Ever thought of writing a letter? Better still, a letter to your unborn child?

What would you name him/her? Why not give your unborn child a name now and write him/her a letter? Yes! Right now! Doesn’t sound like a bad idea to me.

What do you think?

Today, we’d be reading Temi’s letter.

Hang in there.

Baby

Dear Daughter,

At the time you’re reading this letter, two things are certain. I am dead, and you are thirteen years young. If nothing else, I’d like you to know two things. I love you and, I’m so, very sorry.

Sorry that I can’t be there to hold you when you cry, or pick you up when you are stumbling, guide you against my bad choices. Sorry that I would not be able to share your comfort food and watch a sappy romance movie as you sob into my bosom after your first breakup. Sorry that I would never be able to be content just to be filled with love at a look, a touch, a smile from you. Sorry that I would never be able to tuck you in at night, or read you a bedtime story, watching your eyelids flutter close as your dreams run in meanders over your face. Sorry that I won’t be able to hear you sleep-talk, or hold you through the tumultuous nights filled with boogeymen and monsters.

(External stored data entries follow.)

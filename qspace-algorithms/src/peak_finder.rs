//! Sorted local-maximum peak search over a stack of histogram pages.
//!
//! The data is addressed as `[chan][row][col]`, which for a
//! [`Histogram3D`] is `[z][y][x]`. Cell `i` spans `[i, i + 1)` in the
//! fractional coordinates returned here, so a cell centre is `i + 0.5`.

use std::ops::Range;

use ndarray::{s, Array3, ArrayView3};
use qspace_core::{Histogram3D, Peak};

#[cfg(feature = "serde")]
use serde::{Deserialize, Serialize};

const LOCAL_MAX_HALF_WIDTH: usize = 3;
const CENTROID_ITERATIONS: usize = 6;
const MAX_CENTROID_MOVE: f64 = 5.0;
const INITIAL_EXTENT: f64 = 1.0;

/// Peak search parameters.
#[derive(Clone, Debug, PartialEq)]
#[cfg_attr(feature = "serde", derive(Serialize, Deserialize))]
#[cfg_attr(feature = "serde", serde(default))]
pub struct PeakFinderConfig {
    /// Maximum number of peaks to accept.
    pub max_peaks: usize,
    /// Minimum count for a candidate; computed from the data when `None`.
    pub threshold: Option<f64>,
    /// Replace every cell by its 3x3 in-page neighbourhood sum first.
    pub smooth: bool,
    /// Rows searched (0-based); all rows when `None`.
    pub rows: Option<Range<usize>>,
    /// Columns searched (0-based); all columns when `None`.
    pub cols: Option<Range<usize>>,
    /// Channels searched (0-based); all channels when `None`.
    pub channels: Option<Range<usize>>,
}

impl Default for PeakFinderConfig {
    fn default() -> Self {
        Self {
            max_peaks: 30,
            threshold: None,
            smooth: false,
            rows: None,
            cols: None,
            channels: None,
        }
    }
}
impl Histogram3D {
    /// Creates an empty histogram from three edge binners.
    ///
    /// # Errors
    /// Returns [`Error::DegenerateAxes`] if the edge directions are coplanar.
    pub fn new(
        x_edge: ProjectionBinner,
        y_edge: ProjectionBinner,
        z_edge: ProjectionBinner,
    ) -> Result<Self> {
        let (ex, ey, ez) = (x_edge.direction(), y_edge.direction(), z_edge.direction());
        let det = Mat3::from_columns(ex, ey, ez).determinant();
        if det.abs() < SINGULAR_TOLERANCE {
            return Err(Error::DegenerateAxes);
        }

        let orthogonal = ex.dot(ey).abs() < ORTHOGONAL_TOLERANCE
            && ey.dot(ez).abs() < ORTHOGONAL_TOLERANCE
            && ez.dot(ex).abs() < ORTHOGONAL_TOLERANCE;

        let (x_dual, y_dual, z_dual) = if orthogonal {
            (x_edge, y_edge, z_edge)
        } else {
            (
                dual_binner(&x_edge, ey.cross(ez))?,
                dual_binner(&y_edge, ez.cross(ex))?,
                dual_binner(&z_edge, ex.cross(ey))?,
            )
        };

        let cells = Array3::zeros((z_edge.num_bins(), y_edge.num_bins(), x_edge.num_bins()));
        Ok(Self {
            x_edge,
            y_edge,
            z_edge,
            x_dual,
            y_dual,
            z_dual,
            cells,
            total: 0.0,
            num_added: 0,
        })
    }

    /// Axis-aligned cube `[-max_q, max_q)^3` with `num_bins` bins per axis.
    ///
    /// # Errors
    /// Returns an error if `max_q <= 0` or `num_bins == 0`.
    pub fn cube(max_q: f64, num_bins: usize) -> Result<Self> {
        Self::new(
            ProjectionBinner::along(Vec3::X, -max_q, max_q, num_bins)?,
            ProjectionBinner::along(Vec3::Y, -max_q, max_q, num_bins)?,
            ProjectionBinner::along(Vec3::Z, -max_q, max_q, num_bins)?,
        )
    }

    /// Returns an empty histogram with the same geometry.
    #[must_use]
    pub fn empty_like(&self) -> Self {
        Self {
            x_edge: self.x_edge,
            y_edge: self.y_edge,
            z_edge: self.z_edge,
            x_dual: self.x_dual,
            y_dual: self.y_dual,
            z_dual: self.z_dual,
            cells: Array3::zeros(self.cells.raw_dim()),
            total: 0.0,
            num_added: 0,
        }
    }

    /// Edge binners in `(x, y, z)` order.
    #[must_use]
    pub fn edges(&self) -> [&ProjectionBinner; 3] {
        [&self.x_edge, &self.y_edge, &self.z_edge]
    }

    /// Number of bins along `(x, y, z)`.
    #[must_use]
    pub fn num_bins(&self) -> [usize; 3] {
        [
            self.x_edge.num_bins(),
            self.y_edge.num_bins(),
            self.z_edge.num_bins(),
        ]
    }

    /// Volume of a single cell in Q-space units.
    #[must_use]
    pub fn cell_volume(&self) -> f64 {
        let a = self.x_edge.direction() * self.x_edge.step();
        let b = self.y_edge.direction() * self.y_edge.step();
        let c = self.z_edge.direction() * self.z_edge.step();
        Mat3::from_columns(a, b, c).determinant().abs()
    }

    /// Cell indices `[x, y, z]` containing `point`, if inside the histogram.
    #[must_use]
    pub fn locate(&self, point: Vec3) -> Option<[usize; 3]> {
        Some([
            self.x_dual.index(point)?,
            self.y_dual.index(point)?,
            self.z_dual.index(point)?,
        ])
    }

    /// Centre of cell `(x, y, z)` in Q-space.
    #[must_use]
    pub fn bin_center(&self, x: usize, y: usize, z: usize) -> Vec3 {
        self.x_edge.center_vec(x) + self.y_edge.center_vec(y) + self.z_edge.center_vec(z)
    }

    /// Position for fractional cell coordinates, where integer values are
    /// lower cell edges and `x + 0.5` is a cell centre.
    #[must_use]
    pub fn position_at(&self, x: f64, y: f64, z: f64) -> Vec3 {
        let along = |edge: &ProjectionBinner, f: f64| {
            edge.direction() * (edge.binner().min() + f * edge.step())
        };
        along(&self.x_edge, x) + along(&self.y_edge, y) + along(&self.z_edge, z)
    }

    /// Accumulates a batch of events.
    ///
    /// Each event in range adds its weight (or 1 when `use_weights` is false)
    /// to the containing cell; events outside any axis range are dropped.
    /// Large batches are accumulated page-parallel: events are grouped by z
    /// page and every rayon task owns one page, so cell sums are the same
    /// as a serial pass. Returns the number of events accumulated.
    pub fn add_events(&mut self, batch: &QEventBatch, use_weights: bool) -> usize {
        let parallel = batch.len() >= PARALLEL_LOCATE_MIN;
        let located: Vec<Option<[usize; 3]>> = if parallel {
            (0..batch.len())
                .into_par_iter()
                .map(|i| self.locate(batch.q(i)))
                .collect()
        } else {
            (0..batch.len()).map(|i| self.locate(batch.q(i))).collect()
        };

        let mut pages: Vec<Vec<(usize, usize, f64)>> = vec![Vec::new(); self.cells.dim().0];
        let mut added = 0usize;
        for (i, cell) in located.into_iter().enumerate() {
            if let Some([x, y, z]) = cell {
                let weight = if use_weights { batch.weight[i] } else { 1.0 };
                pages[z].push((y, x, weight));
                self.total += weight;
                added += 1;
            }
        }

        let fill = |(mut page, events): (ndarray::ArrayViewMut2<f64>, &Vec<(usize, usize, f64)>)| {
            for &(y, x, weight) in events {
                page[[y, x]] += weight;
            }
        };
        let page_views: Vec<_> = self.cells.outer_iter_mut().collect();
        if parallel {
            page_views.into_par_iter().zip(pages.par_iter()).for_each(fill);
        } else {
            page_views.into_iter().zip(pages.iter()).for_each(fill);
        }
        self.num_added += added as u64;
        added
    }

    /// Resets every cell to zero; geometry is unchanged.
    pub fn clear(&mut self) {
        self.cells.fill(0.0);
        self.total = 0.0;
        self.num_added = 0;
    }

    /// Count of the cell containing `point`, or 0 if out of range.
    #[must_use]
    pub fn value_at(&self, point: Vec3) -> f64 {
        self.locate(point)
            .map_or(0.0, |[x, y, z]| self.cells[[z, y, x]])
    }

    /// Count of cell `(x, y, z)`, or 0 if out of range.
    #[must_use]
    pub fn cell(&self, x: usize, y: usize, z: usize) -> f64 {
        self.cells.get([z, y, x]).copied().unwrap_or(0.0)
    }

    /// Read-only view of all cells, indexed `[z][y][x]`.
    #[must_use]
    pub fn cells(&self) -> ArrayView3<'_, f64> {
        self.cells.view()
    }

    /// Sum of all accumulated weights.
    #[must_use]
    pub fn total(&self) -> f64 {
        self.total
    }

    /// Number of events accumulated since the last clear.
    #[must_use]
    pub fn num_added(&self) -> u64 {
        self.num_added
    }

    /// Smallest and largest cell values.
    #[must_use]
    pub fn min_max(&self) -> (f64, f64) {
        self.cells
            .iter()
            .fold((f64::INFINITY, f64::NEG_INFINITY), |(lo, hi), &v| {
                (lo.min(v), hi.max(v))
            })
    }

    /// Copy of page `z` as a `[y][x]` array.
    ///
    /// # Errors
    /// Returns [`Error::OutOfRange`] if `page >= num_bins()[2]`.
    pub fn page_slice(&self, page: usize) -> Result<Array2<f64>> {
        if page >= self.z_edge.num_bins() {
            return Err(Error::OutOfRange {
                what: "page",
                value: page.to_string(),
            });
        }
        Ok(self.cells.index_axis(Axis(0), page).to_owned())
    }

    /// Cumulative sums over spheres of increasing radius.
    ///
    /// A cell is inside radius `r` when the distance from its centre to
    /// `center` is `<= r`. Radii must be ascending.
    ///
    /// # Errors
    /// Returns [`Error::OutOfRange`] if `center` is outside the histogram.
    pub fn sphere_integrals(&self, center: Vec3, radii: &[f64]) -> Result<SphereIntegrals> {
        if self.locate(center).is_none() {
            return Err(Error::OutOfRange {
                what: "sphere center",
                value: format!("{center:?}"),
            });
        }
        let Some(max_radius) = radii.iter().copied().reduce(f64::max) else {
            return Ok(SphereIntegrals::default());
        };

        let radii_sq: Vec<f64> = radii.iter().map(|r| r * r).collect();
        let mut shell_counts = vec![0.0; radii.len()];
        let mut shell_bins = vec![0usize; radii.len()];

        let (x_lo, x_hi) = index_bounds(&self.x_dual, center, max_radius);
        let (y_lo, y_hi) = index_bounds(&self.y_dual, center, max_radius);
        let (z_lo, z_hi) = index_bounds(&self.z_dual, center, max_radius);

        for z in z_lo..=z_hi {
            for y in y_lo..=y_hi {
                for x in x_lo..=x_hi {
                    let d2 = self.bin_center(x, y, z).distance_squared(center);
                    let shell = radii_sq.partition_point(|&r2| r2 < d2);
                    if shell < radii.len() {
                        shell_counts[shell] += self.cells[[z, y, x]];
                        shell_bins[shell] += 1;
                    }
                }
            }
        }

        let cell_volume = self.cell_volume();
        let mut result = SphereIntegrals::default();
        let (mut count, mut bins) = (0.0, 0usize);
        for (c, b) in shell_counts.into_iter().zip(shell_bins) {
            count += c;
            bins += b;
            result.counts.push(count);
            result.n_bins.push(bins);
            #[allow(clippy::cast_precision_loss)]
            result.volumes.push(bins as f64 * cell_volume);
        }
        Ok(result)
    }
}
//! One-dimensional binners.
//!
//! Bins are half-open: a coordinate `x` belongs to bin `i` when
//! `min + i*step <= x < min + (i+1)*step`. A value exactly on the upper
//! edge `max` is out of range. Every histogram helper uses this convention.

#[cfg(feature = "serde")]
use serde::{Deserialize, Serialize};

use crate::geometry::Vec3;
use crate::{Error, Result};

/// Uniform binning of the interval `[min, max)` into `num_bins` bins.
#[derive(Debug, Clone, Copy, PartialEq)]
#[cfg_attr(feature = "serde", derive(Serialize, Deserialize))]
pub struct UniformBinner {
    min: f64,
    max: f64,
    num_bins: usize,
    step: f64,
}

impl UniformBinner {
    /// Creates a binner over `[min, max)`.
    ///
    /// # Errors
    /// Returns an error if `num_bins == 0`, `max <= min` or a bound is not finite.
    #[allow(clippy::cast_precision_loss)]
    pub fn new(min: f64, max: f64, num_bins: usize) -> Result<Self> {
        if num_bins == 0 || !min.is_finite() || !max.is_finite() || max <= min {
            return Err(Error::InvalidBinner {
                min,
                max,
                bins: num_bins,
            });
        }
        Ok(Self {
            min,
            max,
            num_bins,
            step: (max - min) / num_bins as f64,
        })
    }

    #[must_use]
    pub fn min(&self) -> f64 {
        self.min
    }

    #[must_use]
    pub fn max(&self) -> f64 {
        self.max
    }

    #[must_use]
    pub fn num_bins(&self) -> usize {
        self.num_bins
    }

    #[must_use]
    pub fn step(&self) -> f64 {
        self.step
    }

    /// Bin index containing `x`, or `None` if `x` is outside `[min, max)`.
    #[must_use]
    #[allow(clippy::cast_possible_truncation, clippy::cast_sign_loss)]
    pub fn index(&self, x: f64) -> Option<usize> {
        if !(x >= self.min && x < self.max) {
            return None;
        }
        let index = ((x - self.min) / self.step).floor() as usize;
        // Rounding can push values just below max into a nonexistent bin.
        Some(index.min(self.num_bins - 1))
    }

    /// Unclamped (possibly negative or too large) fractional index of `x`.
    #[must_use]
    pub fn fractional_index(&self, x: f64) -> f64 {
        (x - self.min) / self.step
    }

    /// Coordinate of the centre of bin `index`.
    #[must_use]
    #[allow(clippy::cast_precision_loss)]
    pub fn center(&self, index: usize) -> f64 {
        self.min + (index as f64 + 0.5) * self.step
    }

    /// Lower edge of bin `index`.
    #[must_use]
    #[allow(clippy::cast_precision_loss)]
    pub fn edge(&self, index: usize) -> f64 {
        self.min + index as f64 * self.step
    }

    /// Returns a binner with both bounds multiplied by `scale`.
    ///
    /// # Errors
    /// Returns an error if `scale` is not positive.
    pub fn scaled(&self, scale: f64) -> Result<Self> {
        Self::new(self.min * scale, self.max * scale, self.num_bins)
    }
}

/// Bins the projection of a point onto a fixed direction.
#[derive(Debug, Clone, Copy, PartialEq)]
#[cfg_attr(feature = "serde", derive(Serialize, Deserialize))]
pub struct ProjectionBinner {
    direction: Vec3,
    binner: UniformBinner,
}

impl ProjectionBinner {
    /// Creates a projection binner; `direction` is normalized.
    ///
    /// # Errors
    /// Returns an error if `direction` is the zero vector.
    pub fn new(direction: Vec3, binner: UniformBinner) -> Result<Self> {
        let direction = direction
            .normalized()
            .ok_or_else(|| Error::ConfigError("zero-length binner direction".to_string()))?;
        Ok(Self { direction, binner })
    }

    /// Convenience constructor over `[min, max)` along `direction`.
    ///
    /// # Errors
    /// Returns an error if the direction or range is invalid.
    pub fn along(direction: Vec3, min: f64, max: f64, num_bins: usize) -> Result<Self> {
        Self::new(direction, UniformBinner::new(min, max, num_bins)?)
    }

    #[must_use]
    pub fn direction(&self) -> Vec3 {
        self.direction
    }

    #[must_use]
    pub fn binner(&self) -> &UniformBinner {
        &self.binner
    }

    #[must_use]
    pub fn num_bins(&self) -> usize {
        self.binner.num_bins()
    }

    #[must_use]
    pub fn step(&self) -> f64 {
        self.binner.step()
    }

    /// Bin index of the projection of `point`, if in range.
    #[must_use]
    pub fn index(&self, point: Vec3) -> Option<usize> {
        self.binner.index(point.dot(self.direction))
    }

    /// Bin centre as a vector along the binner direction.
    #[must_use]
    pub fn center_vec(&self, index: usize) -> Vec3 {
        self.direction * self.binner.center(index)
    }
}
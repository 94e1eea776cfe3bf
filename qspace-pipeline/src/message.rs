//! Pipeline message types.
//!
//! Every request and every result travelling through the pipeline is a
//! [`Message`]. The [`MessageKind`] tag is what handlers subscribe to.

use std::path::PathBuf;

use qspace_algorithms::{PeakFinderConfig, QuickIntegrateResults, SphereConfig};
use qspace_core::{Mat3, Peak, QEventBatch, RawEventBatch};
use qspace_instrument::{Instrument, InstrumentCalibration};
use qspace_io::{ListenerEvent, LoadRequest, LoadSummary};

/// Where the geometry for a new instrument comes from.
#[derive(Debug, Clone)]
pub enum CalibrationSource {
    Loaded(Box<InstrumentCalibration>),
    /// A JSON calibration file.
    File(PathBuf),
}

/// A one-dimensional profile: lower bin edges and values.
#[derive(Debug, Clone, Default, PartialEq)]
pub struct Profile {
    pub x: Vec<f64>,
    pub y: Vec<f64>,
}

/// Messages exchanged between pipeline stages.
#[derive(Debug, Clone)]
pub enum Message {
    /// Load part of an event file and feed it to the mapper.
    LoadFileData {
        path: PathBuf,
        request: LoadRequest,
    },
    MapEventsToQ(RawEventBatch),
    AddEventsToHistograms(QEventBatch),
    ClearHistogram,
    /// Rebuild the histogram and Q tables for a named instrument.
    SetNewInstrument {
        name: String,
        calibration: CalibrationSource,
    },
    FindPeaks(PeakFinderConfig),
    SetPeakQList(Vec<Peak>),
    /// Row-major UB matrix mapping hkl to Q/2π.
    SetOrientationMatrix(Mat3),
    GetHistogramMax,
    SetHistogramMax(f64),
    WritePeakFile(PathBuf),
    ScaleFactor(f64),
    /// Re-weight events by the live histogram density.
    SetWeightsFromHistogram(QEventBatch),
    WeightedEvents(QEventBatch),
    /// Sphere-integrate the current peak list on the live histogram.
    IntegratePeaks(SphereConfig),
    QuickIntegrate,
    IntegrationResults(QuickIntegrateResults),
    GetQValues { weighted: bool },
    SetQValues(Profile),
    GetDValues { weighted: bool },
    SetDValues(Profile),
    Status(String),
    Error(String),
    InstrumentReady(Instrument),
    LoadFailed(String),
    LoadDone(LoadSummary),
}

/// Tag of a [`Message`] variant.
#[derive(Debug, Clone, Copy, PartialEq, Eq, Hash)]
pub enum MessageKind {
    LoadFileData,
    MapEventsToQ,
    AddEventsToHistograms,
    ClearHistogram,
    SetNewInstrument,
    FindPeaks,
    SetPeakQList,
    SetOrientationMatrix,
    GetHistogramMax,
    SetHistogramMax,
    WritePeakFile,
    ScaleFactor,
    SetWeightsFromHistogram,
    WeightedEvents,
    IntegratePeaks,
    QuickIntegrate,
    IntegrationResults,
    GetQValues,
    SetQValues,
    GetDValues,
    SetDValues,
    Status,
    Error,
    InstrumentReady,
    LoadFailed,
    LoadDone,
}

impl Message {
    #[must_use]
    pub fn kind(&self) -> MessageKind {
        match self {
            Message::LoadFileData { .. } => MessageKind::LoadFileData,
            Message::MapEventsToQ(_) => MessageKind::MapEventsToQ,
            Message::AddEventsToHistograms(_) => MessageKind::AddEventsToHistograms,
            Message::ClearHistogram => MessageKind::ClearHistogram,
            Message::SetNewInstrument { .. } => MessageKind::SetNewInstrument,
            Message::FindPeaks(_) => MessageKind::FindPeaks,
            Message::SetPeakQList(_) => MessageKind::SetPeakQList,
            Message::SetOrientationMatrix(_) => MessageKind::SetOrientationMatrix,
            Message::GetHistogramMax => MessageKind::GetHistogramMax,
            Message::SetHistogramMax(_) => MessageKind::SetHistogramMax,
            Message::WritePeakFile(_) => MessageKind::WritePeakFile,
            Message::ScaleFactor(_) => MessageKind::ScaleFactor,
            Message::SetWeightsFromHistogram(_) => MessageKind::SetWeightsFromHistogram,
            Message::WeightedEvents(_) => MessageKind::WeightedEvents,
            Message::IntegratePeaks(_) => MessageKind::IntegratePeaks,
            Message::QuickIntegrate => MessageKind::QuickIntegrate,
            Message::IntegrationResults(_) => MessageKind::IntegrationResults,
            Message::GetQValues { .. } => MessageKind::GetQValues,
            Message::SetQValues(_) => MessageKind::SetQValues,
            Message::GetDValues { .. } => MessageKind::GetDValues,
            Message::SetDValues(_) => MessageKind::SetDValues,
            Message::Status(_) => MessageKind::Status,
            Message::Error(_) => MessageKind::Error,
            Message::InstrumentReady(_) => MessageKind::InstrumentReady,
            Message::LoadFailed(_) => MessageKind::LoadFailed,
            Message::LoadDone(_) => MessageKind::LoadDone,
        }
    }
}

impl From<ListenerEvent> for Message {
    fn from(event: ListenerEvent) -> Self {
        match event {
            ListenerEvent::Events(batch) => Message::MapEventsToQ(batch),
            ListenerEvent::ScaleFactor(scale) => Message::ScaleFactor(scale),
        }
    }
}
//! Replace-on-write shared state.

use std::sync::atomic::{AtomicU64, Ordering};
use std::sync::{Arc, Mutex, PoisonError, RwLock};

use qspace_core::{Histogram3D, OrientationMatrix, Peak};
use qspace_instrument::{InstrumentCalibration, TofToQMap};

/// A value that is swapped as a whole, never edited in place.
///
/// Readers take an `Arc` snapshot and keep a consistent object for as long
/// as they hold it, even if a writer replaces the value meanwhile.
#[derive(Debug)]
pub struct Shared<T> {
    slot: RwLock<Arc<T>>,
    version: AtomicU64,
}

impl<T> Shared<T> {
    #[must_use]
    pub fn new(value: T) -> Self {
        Self {
            slot: RwLock::new(Arc::new(value)),
            version: AtomicU64::new(0),
        }
    }

    /// Current value.
    #[must_use]
    pub fn load(&self) -> Arc<T> {
        Arc::clone(&self.slot.read().unwrap_or_else(PoisonError::into_inner))
    }

    /// Installs a new value and returns the previous one.
    pub fn replace(&self, value: T) -> Arc<T> {
        let value = Arc::new(value);
        let mut slot = self.slot.write().unwrap_or_else(PoisonError::into_inner);
        let old = std::mem::replace(&mut *slot, value);
        self.version.fetch_add(1, Ordering::SeqCst);
        old
    }

    /// Number of replacements so far.
    #[must_use]
    pub fn version(&self) -> u64 {
        self.version.load(Ordering::SeqCst)
    }
}

/// Geometry of the active instrument.
#[derive(Debug)]
pub struct InstrumentContext {
    pub calibration: InstrumentCalibration,
    pub q_map: Arc<TofToQMap>,
}

impl InstrumentContext {
    #[must_use]
    pub fn new(calibration: InstrumentCalibration) -> Self {
        let q_map = Arc::new(TofToQMap::new(&calibration));
        Self { calibration, q_map }
    }
}

/// State shared by the pipeline handlers.
#[derive(Debug)]
pub struct PipelineState {
    pub instrument: Shared<Option<InstrumentContext>>,
    /// The live histogram. Accumulation and peak search both hold its
    /// mutex; an instrument change swaps in a new one.
    pub histogram: Shared<Mutex<Histogram3D>>,
    pub orientation: Shared<Option<OrientationMatrix>>,
    /// Most recent peak list.
    pub peaks: Mutex<Vec<Peak>>,
}

impl PipelineState {
    #[must_use]
    pub fn new(histogram: Histogram3D) -> Self {
        Self {
            instrument: Shared::new(None),
            histogram: Shared::new(Mutex::new(histogram)),
            orientation: Shared::new(None),
            peaks: Mutex::new(Vec::new()),
        }
    }

    /// Runs `f` with the live histogram locked.
    pub fn with_histogram<R>(&self, f: impl FnOnce(&mut Histogram3D) -> R) -> R {
        let histogram = self.histogram.load();
        let mut guard = histogram.lock().unwrap_or_else(PoisonError::into_inner);
        f(&mut guard)
    }

    /// Snapshot of the current peak list.
    pub fn peaks(&self) -> Vec<Peak> {
        self.peaks
            .lock()
            .unwrap_or_else(PoisonError::into_inner)
            .clone()
    }

    pub fn set_peaks(&self, peaks: Vec<Peak>) {
        *self.peaks.lock().unwrap_or_else(PoisonError::into_inner) = peaks;
    }
}
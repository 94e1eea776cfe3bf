//! qspace-core: Core types for reciprocal-space event processing.
//!
//! This crate provides the data model shared by the rest of the workspace:
//! column-wise raw and Q event batches, the [`Histogram3D`] binning
//! structure, the [`Peak`] type, the validated [`OrientationMatrix`] and the
//! background-subtraction statistics every integration mode relies on.
//!

pub mod binner;
pub mod error;
pub mod event;
pub mod geometry;
pub mod histogram;
pub mod integrate;
pub mod orientation;
pub mod peak;

pub use binner::{ProjectionBinner, UniformBinner};
pub use error::{Error, Result};
pub use event::{QEventBatch, RawEvent, RawEventBatch};
pub use geometry::{Mat3, Vec3};
pub use histogram::{Histogram3D, SphereIntegrals};
pub use integrate::{get_i_and_sig_i, BACKGROUND_RATIO};
pub use orientation::OrientationMatrix;
pub use peak::{IntensityEstimate, MillerIndex, Peak, RunInfo};
//! Dispatch of messages to subscribed handlers.

use std::collections::HashMap;
use std::sync::mpsc::{channel, Receiver, Sender};

use crate::message::{Message, MessageKind};
use crate::Result;

/// A pipeline stage.
///
/// `handle` is called once per message of a subscribed kind, in queue
/// order. Follow-up messages go into `out`; an `Err` is reported as a
/// [`Message::Error`] and does not stop the pipeline.
pub trait Handler: Send {
    fn name(&self) -> &'static str;

    /// Message kinds this handler receives.
    fn kinds(&self) -> &'static [MessageKind];

    /// # Errors
    /// Any error is turned into a [`Message::Error`] by the router.
    fn handle(&mut self, message: &Message, out: &mut Vec<Message>) -> Result<()>;

    /// Like [`handle`](Handler::handle), but messages passed to `forward`
    /// are dispatched through the router, follow-ups included, before
    /// `forward` returns. Stages producing bulk data override this so each
    /// piece is consumed before the next is produced.
    ///
    /// # Errors
    /// Any error is turned into a [`Message::Error`] by the router.
    fn handle_forwarding(
        &mut self,
        message: &Message,
        out: &mut Vec<Message>,
        _forward: &mut dyn FnMut(Message),
    ) -> Result<()> {
        self.handle(message, out)
    }
}

/// Stands in for a handler while it is running a forwarding call.
struct Detached;

impl Handler for Detached {
    fn name(&self) -> &'static str {
        "detached"
    }

    fn kinds(&self) -> &'static [MessageKind] {
        &[]
    }

    fn handle(&mut self, _message: &Message, _out: &mut Vec<Message>) -> Result<()> {
        Ok(())
    }
}

/// Maps message kinds to the handlers subscribed to them.
#[derive(Default)]
pub struct Router {
    handlers: Vec<Box<dyn Handler>>,
    routes: HashMap<MessageKind, Vec<usize>>,
    taps: Vec<(Vec<MessageKind>, Sender<Message>)>,
}

impl Router {
    #[must_use]
    pub fn new() -> Self {
        Self::default()
    }

    /// Subscribes a handler to every kind it lists. Handlers registered
    /// earlier see a message first.
    pub fn register(&mut self, handler: Box<dyn Handler>) {
        let index = self.handlers.len();
        for &kind in handler.kinds() {
            self.routes.entry(kind).or_default().push(index);
        }
        log::debug!("registered handler {}", handler.name());
        self.handlers.push(handler);
    }

    /// Returns a receiver that gets a copy of every dispatched message of
    /// the given kinds.
    pub fn tap(&mut self, kinds: &[MessageKind]) -> Receiver<Message> {
        let (tx, rx) = channel();
        self.taps.push((kinds.to_vec(), tx));
        rx
    }

    #[must_use]
    pub fn handlers_for(&self, kind: MessageKind) -> usize {
        self.routes.get(&kind).map_or(0, Vec::len)
    }

    /// Runs every subscribed handler on `message` and returns what they
    /// produced.
    pub fn dispatch(&mut self, message: &Message) -> Vec<Message> {
        let kind = message.kind();
        self.taps.retain(|(kinds, tx)| {
            if kinds.contains(&kind) {
                tx.send(message.clone()).is_ok()
            } else {
                true
            }
        });

        let mut out = Vec::new();
        let Some(indices) = self.routes.get(&kind).cloned() else {
            return out;
        };
        for index in indices {
            // the running handler is detached so forwarded messages can
            // reach every other stage
            let mut handler = std::mem::replace(&mut self.handlers[index], Box::new(Detached));
            let result = handler.handle_forwarding(message, &mut out, &mut |next| {
                self.dispatch_now(next);
            });
            if let Err(err) = result {
                log::warn!("{} failed on {kind:?}: {err}", handler.name());
                out.push(Message::Error(format!("{}: {err}", handler.name())));
            }
            self.handlers[index] = handler;
        }
        out
    }

    /// Dispatches `message` and then its follow-ups, depth first.
    pub fn dispatch_now(&mut self, message: Message) {
        for follow_up in self.dispatch(&message) {
            self.dispatch_now(follow_up);
        }
    }
}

Sorry that I would never be able to attend your PTA meetings, or watch you learn to play your first musical instrument, or attend your first ballet recital. Sorry that I would never get to hold your hand as we cross the street until you tell me you can do it on your own. Sorry that I would never be able to fall in love with you in different ways all over again day after day. Sorry that I couldn’t watch you smile and laugh. Sorry that I couldn’t watch you learn to talk and walk, and sneak from our house to your first boyfriend’s arms. Sorry that I couldn’t be in on your itty bitty secrets, and share your big dreams, using your ceiling as a billboard. Sorry that I couldn’t watch you grow into the beautiful young woman I’m certain you have become. Sorry that Death’s grip was stronger than my will. Sorry that I could never whisper ‘I love you’ and nibble on your ears as we had a good ole’ laugh. Sorry that sorry is but a word, quickly uttered and in itself grossly inadequate.

It hurts more than anything else that I can’t be, but sorry.

Tiwa. Dear Tiwa. Tiwaloreoluwa. God’s gift is ours. You are God’s gift to me.

That grey day, when the doctor told me of the placenta previa that riddled my innards and asked me to choose between life and you, I knew. I knew you were my choice, without thinking. You rescued my mind and my heart when you came into my body, my baby. When I discovered that day that I could carry you for months, I resolved that my last months, no matter how difficult, would be spent loving you, preparing for you, sacrificing for you. I’d rather bring you into the world, than remove you from my womb, I told your father, as his eyes glistened with tears. I prayed in the corner of my room that night, and many others after it, and I never felt more convinced of anything else in my entire life. You are the last note to the symphony that is my life.

You, my darling, are the baton that I carried in the last lap in my life’s relay and while I dread this inevitable day of The Reaper’s death call, I am grateful to God, in His infinite mercies, for deeming me worthy as a vessel to bear you into this un-beseeming world on that same day. I am comforted with the idea of carrying you for the next eight months, and holding you in my arms, looking at your adorable, twinkly little eyes, as my life’s journey ends. I hope your father teaches you to be you, as he showed me who I am.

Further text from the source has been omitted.